The year is 2025. New York takes the bold, unprecedented step of storing their waste in receptacles which cannot be easily chewed through by pests. Will this wild experiment yield results? Scientists remain skeptical.

PedroBatista

While the design of NYC - plus economic pressures - never accounted for domestic waste storage ( in a global and universal way for all buildings/tenants ). The truth is no one ( with actual power ) did anything meaningful to stop this.

It became some type of "culture" or "it always has been this way" type of situation. With a city budget in the billions and a VERY active and "enforce/fine" happy public sector there is no excuse of "people don't just follow basic sanitation rules", it's in the culture and I hope this finally starts to go away as there is no reason to be this way.

pkulak

Considering that, according to polling, most residents would rather live with rats than lose the parking spot per block required for proper bins, I’d say this is a huge accomplishment in the fight against rats… and car brain.

petee

I guess I'm confused about the article now because Brooklyn has trash cans everywhere, and I even recall seeing them 2-3 years ago.

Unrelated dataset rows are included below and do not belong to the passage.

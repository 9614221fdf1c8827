//! Error types for shiprasetu.
//!
//! This module defines all error types used throughout the crate. Decode
//! failures of stored collections never appear here: the persistence adapter
//! absorbs them and substitutes a fallback.

use std::path::PathBuf;
use thiserror::Error;

/// The main error type for shiprasetu operations.
#[derive(Error, Debug)]
pub enum Error {
    // === Storage Errors ===
    /// Failed to open or create the database.
    #[error("failed to open database at {path}: {source}")]
    DatabaseOpen {
        /// Path to the database file.
        path: PathBuf,
        /// The underlying error.
        #[source]
        source: rusqlite::Error,
    },

    /// A database query failed.
    #[error("database query failed: {0}")]
    DatabaseQuery(#[from] rusqlite::Error),

    /// Failed to run database migrations.
    #[error("database migration failed: {message}")]
    DatabaseMigration {
        /// Description of what went wrong.
        message: String,
    },

    // === Configuration Errors ===
    /// Failed to load configuration.
    #[error("failed to load configuration: {0}")]
    ConfigLoad(Box<figment::Error>),

    /// Configuration validation failed.
    #[error("invalid configuration: {message}")]
    ConfigValidation {
        /// Description of the validation failure.
        message: String,
    },

    // === Record Errors ===
    /// Consumer-supplied input was rejected before reaching the container.
    #[error("invalid {field}: {message}")]
    Validation {
        /// The offending field.
        field: &'static str,
        /// Why it was rejected.
        message: String,
    },

    /// A record with the given id does not exist in its collection.
    #[error("no {collection} with id {id}")]
    NotFound {
        /// Name of the collection that was searched.
        collection: &'static str,
        /// The id that was not found.
        id: i64,
    },

    // === I/O Errors ===
    /// File system operation failed.
    #[error("I/O error: {0}")]
    Io(#[from] std::io::Error),

    /// Failed to create a required directory.
    #[error("failed to create directory {path}: {source}")]
    DirectoryCreate {
        /// Path that couldn't be created.
        path: PathBuf,
        /// The underlying error.
        #[source]
        source: std::io::Error,
    },

    // === Serialization Errors ===
    /// JSON serialization/deserialization failed.
    #[error("JSON error: {0}")]
    Json(#[from] serde_json::Error),

    // === Generic Errors ===
    /// An internal error occurred (bug).
    #[error("internal error: {0}")]
    Internal(String),
}

/// A specialized Result type for shiprasetu operations.
pub type Result<T> = std::result::Result<T, Error>;

impl From<figment::Error> for Error {
    fn from(err: figment::Error) -> Self {
        Self::ConfigLoad(Box::new(err))
    }
}

impl Error {
    /// Create a new validation error for the named field.
    #[must_use]
    pub fn validation(field: &'static str, message: impl Into<String>) -> Self {
        Self::Validation {
            field,
            message: message.into(),
        }
    }

    /// Create a not-found error for a collection lookup.
    #[must_use]
    pub fn not_found(collection: &'static str, id: i64) -> Self {
        Self::NotFound { collection, id }
    }

    /// Create a new internal error.
    #[must_use]
    pub fn internal(message: impl Into<String>) -> Self {
        Self::Internal(message.into())
    }

    /// Check if this error is a missing-record lookup.
    #[must_use]
    pub fn is_not_found(&self) -> bool {
        matches!(self, Self::NotFound { .. })
    }

    /// Check if this error was caused by rejected input.
    #[must_use]
    pub fn is_validation(&self) -> bool {
        matches!(self, Self::Validation { .. })
    }
}

#[cfg(test)]
mod tests {
    use super::*;

    #[test]
    fn test_validation_error_display() {
        let err = Error::validation("message", "must not be empty");
        assert_eq!(err.to_string(), "invalid message: must not be empty");
        assert!(err.is_validation());
        assert!(!err.is_not_found());
    }

    #[test]
    fn test_not_found_error_display() {
        let err = Error::not_found("ghat", 42);
        assert_eq!(err.to_string(), "no ghat with id 42");
        assert!(err.is_not_found());
        assert!(!err.is_validation());
    }

    #[test]
    fn test_internal_error() {
        let err = Error::internal("lock poisoned");
        assert_eq!(err.to_string(), "internal error: lock poisoned");
    }

    #[test]
    fn test_from_io_error() {
        let io_err = std::io::Error::new(std::io::ErrorKind::NotFound, "file not found");
        let err: Error = io_err.into();
        assert!(err.to_string().contains("file not found"));
    }

    #[test]
    fn test_from_rusqlite_error() {
        let result = rusqlite::Connection::open_with_flags(
            "/nonexistent/path/state.db",
            rusqlite::OpenFlags::SQLITE_OPEN_READ_ONLY,
        );
        if let Err(sqlite_err) = result {
            let err: Error = sqlite_err.into();
            assert!(matches!(err, Error::DatabaseQuery(_)));
        }
    }

    #[test]
    fn test_from_json_error() {
        let json_result: std::result::Result<Vec<i32>, serde_json::Error> =
            serde_json::from_str("not valid json");
        if let Err(json_err) = json_result {
            let err: Error = json_err.into();
            assert!(matches!(err, Error::Json(_)));
        }
    }

    #[test]
    fn test_database_migration_error_display() {
        let err = Error::DatabaseMigration {
            message: "version mismatch".to_string(),
        };
        assert!(err.to_string().contains("version mismatch"));
    }

    #[test]
    fn test_config_validation_error_display() {
        let err = Error::ConfigValidation {
            message: "poll_interval_secs must be greater than 0".to_string(),
        };
        assert!(err.to_string().contains("poll_interval_secs"));
    }

    #[test]
    fn test_directory_create_error_display() {
        let io_err = std::io::Error::new(std::io::ErrorKind::PermissionDenied, "access denied");
        let err = Error::DirectoryCreate {
            path: PathBuf::from("/root/forbidden"),
            source: io_err,
        };
        assert!(err.to_string().contains("/root/forbidden"));
    }
}
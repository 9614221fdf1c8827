//! Live crowd summary for the public status board.

use serde::Serialize;

use crate::records::{CrowdLevel, GhatStatus};

/// How many names a tooltip lists before eliding the rest.
const TOOLTIP_NAMES: usize = 3;

/// Public-facing grouping of ghats.
#[derive(Debug, Clone, Copy, PartialEq, Eq, Hash, Serialize)]
#[serde(rename_all = "lowercase")]
pub enum Availability {
    /// Crowd level low.
    Available,
    /// Crowd level moderate.
    Moderate,
    /// Crowd level high.
    High,
}

impl Availability {
    /// All groups in display order.
    pub const ALL: [Self; 3] = [Self::Available, Self::Moderate, Self::High];
}

impl From<CrowdLevel> for Availability {
    fn from(level: CrowdLevel) -> Self {
        match level {
            CrowdLevel::Low => Self::Available,
            CrowdLevel::Moderate => Self::Moderate,
            CrowdLevel::High => Self::High,
        }
    }
}

impl std::fmt::Display for Availability {
    fn fmt(&self, f: &mut std::fmt::Formatter<'_>) -> std::fmt::Result {
        match self {
            Self::Available => write!(f, "available"),
            Self::Moderate => write!(f, "moderate"),
            Self::High => write!(f, "high"),
        }
    }
}

/// One ghat as the status board shows it.
#[derive(Debug, Clone, PartialEq, Eq, Serialize)]
#[serde(rename_all = "camelCase")]
pub struct GhatCard {
    /// Ghat id.
    pub id: i64,
    /// Ghat name.
    pub name: String,
    /// Group the ghat falls in.
    pub availability: Availability,
    /// Occupancy as a percentage of capacity.
    pub occupancy_percent: u32,
    /// Expected wait.
    pub wait_time: String,
}

/// Ghats grouped by availability.
#[derive(Debug, Clone, PartialEq, Eq, Serialize)]
pub struct LiveStatus {
    cards: Vec<GhatCard>,
}

impl LiveStatus {
    /// Summarize `ghats`, keeping their order.
    #[must_use]
    pub fn from_ghats(ghats: &[GhatStatus]) -> Self {
        let cards = ghats
            .iter()
            .map(|g| GhatCard {
                id: g.id,
                name: g.name.clone(),
                availability: g.status.into(),
                occupancy_percent: g.occupancy_percent(),
                wait_time: g.wait_time.clone(),
            })
            .collect();
        Self { cards }
    }

    /// Every card.
    #[must_use]
    pub fn cards(&self) -> &[GhatCard] {
        &self.cards
    }

    /// Cards in `group`.
    pub fn group(&self, group: Availability) -> impl Iterator<Item = &GhatCard> {
        self.cards.iter().filter(move |c| c.availability == group)
    }

    /// Number of ghats in `group`.
    #[must_use]
    pub fn count(&self, group: Availability) -> usize {
        self.group(group).count()
    }

    /// The first few names in `group`, with `...` if there are more.
    #[must_use]
    pub fn tooltip(&self, group: Availability) -> String {
        let names: Vec<&str> = self
            .group(group)
            .take(TOOLTIP_NAMES)
            .map(|c| c.name.as_str())
            .collect();
        let mut tooltip = names.join(", ");
        if self.count(group) > TOOLTIP_NAMES {
            tooltip.push_str("...");
        }
        tooltip
    }
}

#[cfg(test)]
mod tests {
    use super::*;
    use crate::records::default_ghat_statuses;

    #[test]
    fn test_default_grouping() {
        let live = LiveStatus::from_ghats(&default_ghat_statuses());

        assert_eq!(live.count(Availability::Available), 2);
        assert_eq!(live.count(Availability::Moderate), 3);
        assert_eq!(live.count(Availability::High), 1);
        assert_eq!(
            live.tooltip(Availability::Moderate),
            "Ram Ghat, Kal Bhairav Mandir, Sadawal Transit Zone"
        );
        assert_eq!(live.tooltip(Availability::High), "Triveni Ghat");
        assert_eq!(
            Availability::ALL.iter().map(|g| live.count(*g)).sum::<usize>(),
            6
        );
    }

    #[test]
    fn test_tooltip_elides_after_three() {
        let mut ghats = default_ghat_statuses();
        for ghat in &mut ghats {
            ghat.apply_status(CrowdLevel::Low);
        }
        let live = LiveStatus::from_ghats(&ghats);

        let expected = format!("{}, {}, {}...", ghats[0].name, ghats[1].name, ghats[2].name);
        assert_eq!(live.tooltip(Availability::Available), expected);
        assert_eq!(live.tooltip(Availability::High), "");
    }

    #[test]
    fn test_tooltip_without_ellipsis() {
        let ghats = default_ghat_statuses();
        let live = LiveStatus::from_ghats(&ghats[..1]);

        assert_eq!(live.tooltip(ghats[0].status.into()), ghats[0].name);
    }

    #[test]
    fn test_card_occupancy() {
        let mut ghats = default_ghat_statuses();
        ghats[1].apply_status(CrowdLevel::Moderate);
        let live = LiveStatus::from_ghats(&ghats);

        let card = &live.cards()[1];
        assert_eq!(card.availability, Availability::Moderate);
        assert_eq!(card.occupancy_percent, 70);
        assert_eq!(card.wait_time, "10-20 min");
    }

    #[test]
    fn test_availability_from_level() {
        assert_eq!(Availability::from(CrowdLevel::Low), Availability::Available);
        assert_eq!(Availability::from(CrowdLevel::High).to_string(), "high");
    }
}
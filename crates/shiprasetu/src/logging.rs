//! Logging configuration for shiprasetu.
//!
//! Sets up the tracing subscriber used by the binary. Library code only emits
//! events through the `tracing` macros.

use tracing::Level;
use tracing_subscriber::{fmt, prelude::*, EnvFilter};

/// Verbosity level for logging output.
#[derive(Debug, Clone, Copy, PartialEq, Eq, Default)]
pub enum Verbosity {
    /// Suppress all output except errors.
    Quiet,
    /// Normal output level (info and above).
    #[default]
    Normal,
    /// Verbose output (debug and above).
    Verbose,
    /// Very verbose output (trace level).
    Trace,
}

impl Verbosity {
    /// Convert verbosity to tracing level filter.
    #[must_use]
    pub fn to_level_filter(&self) -> Level {
        match self {
            Self::Quiet => Level::ERROR,
            Self::Normal => Level::INFO,
            Self::Verbose => Level::DEBUG,
            Self::Trace => Level::TRACE,
        }
    }
}

/// Initialize the logging system.
///
/// Call once at startup. `RUST_LOG` takes precedence over `verbosity`.
///
/// # Examples
///
/// ```no_run
/// use shiprasetu::{init_logging, logging::Verbosity};
///
/// init_logging(Verbosity::Verbose);
/// ```
pub fn init_logging(verbosity: Verbosity) {
    let default_filter = format!("shiprasetu={}", verbosity.to_level_filter());

    let env_filter =
        EnvFilter::try_from_default_env().unwrap_or_else(|_| EnvFilter::new(&default_filter));

    // Logs go to stderr so command output on stdout stays machine-readable.
    let subscriber = tracing_subscriber::registry().with(env_filter).with(
        fmt::layer()
            .with_writer(std::io::stderr)
            .with_target(true)
            .with_thread_ids(false)
            .with_file(false)
            .with_line_number(false),
    );

    let _ = subscriber.try_init();
}

/// Initialize logging for tests.
///
/// Only warnings and errors are shown to keep test output clean.
#[cfg(test)]
pub fn init_test_logging() {
    let _ = tracing_subscriber::fmt()
        .with_env_filter("warn")
        .with_test_writer()
        .try_init();
}

#[cfg(test)]
mod tests {
    use super::*;

    #[test]
    fn test_verbosity_to_level() {
        assert_eq!(Verbosity::Quiet.to_level_filter(), Level::ERROR);
        assert_eq!(Verbosity::Normal.to_level_filter(), Level::INFO);
        assert_eq!(Verbosity::Verbose.to_level_filter(), Level::DEBUG);
        assert_eq!(Verbosity::Trace.to_level_filter(), Level::TRACE);
    }

    #[test]
    fn test_verbosity_default() {
        assert_eq!(Verbosity::default(), Verbosity::Normal);
    }

    #[test]
    fn test_init_logging_with_all_verbosity_levels() {
        // Only the first call installs a subscriber; the rest must be harmless.
        init_logging(Verbosity::Quiet);
        init_logging(Verbosity::Normal);
        init_logging(Verbosity::Verbose);
        init_logging(Verbosity::Trace);
    }

    #[test]
    fn test_init_test_logging_does_not_panic() {
        init_test_logging();
    }
}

If I pick random street views every street has lidded bins

xethos

You're likely underestimating what rats can and will chew through to get a bite to eat.

petee

No, I'm very familiar with rats, but I can say for a fact that my friend's heavy duty plastic wheeled bins (the common ones) have been on the street 24/7 in NY and haven't been chewed into in the past 4 years. Probably how smooth that plastic is.

Fwiw the pilot program isn't using metal cans either, and apparently is working.

Edit: fun side note, I've seen a squirrel eat a hole through a 2" oak door to escape a basement, so Im not discounting a motivated rat :)

tantalor

When will the woke nonsense stop. /s

newsclues

I guess there are no homeless or unemployed people in NYC who could be mobilized to work on the problem.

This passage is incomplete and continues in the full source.